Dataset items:
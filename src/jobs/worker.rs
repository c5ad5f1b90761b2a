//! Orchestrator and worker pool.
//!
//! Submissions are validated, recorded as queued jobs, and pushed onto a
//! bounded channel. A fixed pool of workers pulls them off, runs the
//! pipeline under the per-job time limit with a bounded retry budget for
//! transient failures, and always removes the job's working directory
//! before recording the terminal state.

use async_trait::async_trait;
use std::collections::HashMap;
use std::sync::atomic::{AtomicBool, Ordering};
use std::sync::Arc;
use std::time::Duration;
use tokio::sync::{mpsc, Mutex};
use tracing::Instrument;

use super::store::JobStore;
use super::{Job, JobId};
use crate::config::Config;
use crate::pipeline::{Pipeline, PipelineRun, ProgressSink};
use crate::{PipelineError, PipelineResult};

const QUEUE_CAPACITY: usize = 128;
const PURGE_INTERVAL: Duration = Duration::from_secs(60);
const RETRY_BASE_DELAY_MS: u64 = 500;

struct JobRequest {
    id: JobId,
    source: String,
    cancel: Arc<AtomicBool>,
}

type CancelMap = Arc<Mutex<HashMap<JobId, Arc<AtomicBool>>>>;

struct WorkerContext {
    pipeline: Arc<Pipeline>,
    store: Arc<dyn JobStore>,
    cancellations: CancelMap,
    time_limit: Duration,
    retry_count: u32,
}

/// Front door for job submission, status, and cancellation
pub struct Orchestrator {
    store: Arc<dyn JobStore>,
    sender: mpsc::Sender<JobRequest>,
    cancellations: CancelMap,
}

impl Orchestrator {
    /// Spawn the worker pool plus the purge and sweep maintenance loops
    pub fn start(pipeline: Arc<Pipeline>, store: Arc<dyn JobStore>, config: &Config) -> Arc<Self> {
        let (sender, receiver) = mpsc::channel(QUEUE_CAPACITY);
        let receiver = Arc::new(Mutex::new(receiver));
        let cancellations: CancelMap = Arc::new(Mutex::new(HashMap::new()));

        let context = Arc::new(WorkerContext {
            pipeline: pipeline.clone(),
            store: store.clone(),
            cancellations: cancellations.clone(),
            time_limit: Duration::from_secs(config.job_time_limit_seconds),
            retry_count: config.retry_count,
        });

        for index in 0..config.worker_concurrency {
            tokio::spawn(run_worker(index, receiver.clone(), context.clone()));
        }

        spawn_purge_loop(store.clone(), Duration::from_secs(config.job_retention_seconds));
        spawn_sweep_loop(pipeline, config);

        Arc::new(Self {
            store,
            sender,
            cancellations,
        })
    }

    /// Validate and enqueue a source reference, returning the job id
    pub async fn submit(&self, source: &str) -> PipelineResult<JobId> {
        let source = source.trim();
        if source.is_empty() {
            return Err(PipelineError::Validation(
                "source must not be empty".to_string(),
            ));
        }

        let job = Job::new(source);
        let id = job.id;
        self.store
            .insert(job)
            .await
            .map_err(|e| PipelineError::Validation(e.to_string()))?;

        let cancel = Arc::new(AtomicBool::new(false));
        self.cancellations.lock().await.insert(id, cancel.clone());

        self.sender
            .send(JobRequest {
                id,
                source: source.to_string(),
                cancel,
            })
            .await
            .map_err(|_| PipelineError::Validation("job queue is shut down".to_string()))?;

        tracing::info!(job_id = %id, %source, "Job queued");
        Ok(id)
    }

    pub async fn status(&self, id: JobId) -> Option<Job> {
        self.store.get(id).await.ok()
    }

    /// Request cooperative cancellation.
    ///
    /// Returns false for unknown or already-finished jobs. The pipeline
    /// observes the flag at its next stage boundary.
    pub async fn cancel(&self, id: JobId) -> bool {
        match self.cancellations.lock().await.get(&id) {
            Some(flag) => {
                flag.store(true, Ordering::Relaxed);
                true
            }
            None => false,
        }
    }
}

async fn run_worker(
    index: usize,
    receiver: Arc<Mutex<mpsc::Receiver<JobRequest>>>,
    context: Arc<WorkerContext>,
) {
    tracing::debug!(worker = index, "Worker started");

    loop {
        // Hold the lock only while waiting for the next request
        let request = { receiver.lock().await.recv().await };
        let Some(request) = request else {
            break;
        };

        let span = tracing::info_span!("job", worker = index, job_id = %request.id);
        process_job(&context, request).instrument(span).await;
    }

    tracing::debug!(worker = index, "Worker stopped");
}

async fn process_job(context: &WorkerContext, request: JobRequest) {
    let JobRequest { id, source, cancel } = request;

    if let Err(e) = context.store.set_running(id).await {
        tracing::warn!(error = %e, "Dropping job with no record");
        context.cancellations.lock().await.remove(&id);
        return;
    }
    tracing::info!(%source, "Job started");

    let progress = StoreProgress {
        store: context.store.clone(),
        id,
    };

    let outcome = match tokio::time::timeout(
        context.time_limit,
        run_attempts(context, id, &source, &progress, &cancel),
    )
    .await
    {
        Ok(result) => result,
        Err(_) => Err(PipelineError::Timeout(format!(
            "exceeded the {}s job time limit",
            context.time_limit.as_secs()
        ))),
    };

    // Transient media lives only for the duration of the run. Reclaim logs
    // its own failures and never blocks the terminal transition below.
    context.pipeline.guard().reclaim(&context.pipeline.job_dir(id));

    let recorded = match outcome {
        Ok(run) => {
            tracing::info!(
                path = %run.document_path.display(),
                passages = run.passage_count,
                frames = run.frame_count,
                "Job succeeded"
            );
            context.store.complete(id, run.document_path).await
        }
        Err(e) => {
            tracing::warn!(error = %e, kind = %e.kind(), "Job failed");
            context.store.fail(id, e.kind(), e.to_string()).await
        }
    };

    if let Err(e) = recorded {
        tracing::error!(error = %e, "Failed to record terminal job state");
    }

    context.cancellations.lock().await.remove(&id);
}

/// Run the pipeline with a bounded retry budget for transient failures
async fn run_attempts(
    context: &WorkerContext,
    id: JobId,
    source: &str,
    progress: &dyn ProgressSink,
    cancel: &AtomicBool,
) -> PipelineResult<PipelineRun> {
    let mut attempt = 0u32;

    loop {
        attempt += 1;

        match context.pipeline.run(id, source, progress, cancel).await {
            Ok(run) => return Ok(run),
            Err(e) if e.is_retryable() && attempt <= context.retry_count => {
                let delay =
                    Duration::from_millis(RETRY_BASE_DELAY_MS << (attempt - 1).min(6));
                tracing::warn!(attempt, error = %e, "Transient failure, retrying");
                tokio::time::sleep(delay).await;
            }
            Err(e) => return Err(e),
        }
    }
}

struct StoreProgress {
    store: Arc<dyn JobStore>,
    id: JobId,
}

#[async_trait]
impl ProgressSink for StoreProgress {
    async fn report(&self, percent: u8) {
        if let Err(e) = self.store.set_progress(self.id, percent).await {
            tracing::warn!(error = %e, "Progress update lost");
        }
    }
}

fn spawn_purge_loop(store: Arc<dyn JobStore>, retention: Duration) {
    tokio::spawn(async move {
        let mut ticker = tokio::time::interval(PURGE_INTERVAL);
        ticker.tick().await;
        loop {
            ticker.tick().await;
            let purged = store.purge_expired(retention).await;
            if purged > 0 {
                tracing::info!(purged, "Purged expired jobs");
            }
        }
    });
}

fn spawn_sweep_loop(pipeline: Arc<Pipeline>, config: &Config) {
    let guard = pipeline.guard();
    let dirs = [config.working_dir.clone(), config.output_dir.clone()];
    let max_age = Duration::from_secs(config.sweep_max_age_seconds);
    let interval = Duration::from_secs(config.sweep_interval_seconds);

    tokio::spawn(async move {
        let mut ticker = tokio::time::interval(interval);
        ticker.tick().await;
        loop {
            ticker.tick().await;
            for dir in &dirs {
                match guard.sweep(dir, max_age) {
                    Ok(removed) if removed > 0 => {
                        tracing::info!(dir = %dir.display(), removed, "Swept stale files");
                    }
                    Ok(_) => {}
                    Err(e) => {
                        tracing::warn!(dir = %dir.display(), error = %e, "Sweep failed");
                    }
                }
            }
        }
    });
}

__Try it__.
Make a copy of each line in the records above that has the word "sender".

__Response box__.
    sender: mpsc::Sender<JobRequest>,
        let (sender, receiver) = mpsc::channel(QUEUE_CAPACITY);
            sender,
        self.sender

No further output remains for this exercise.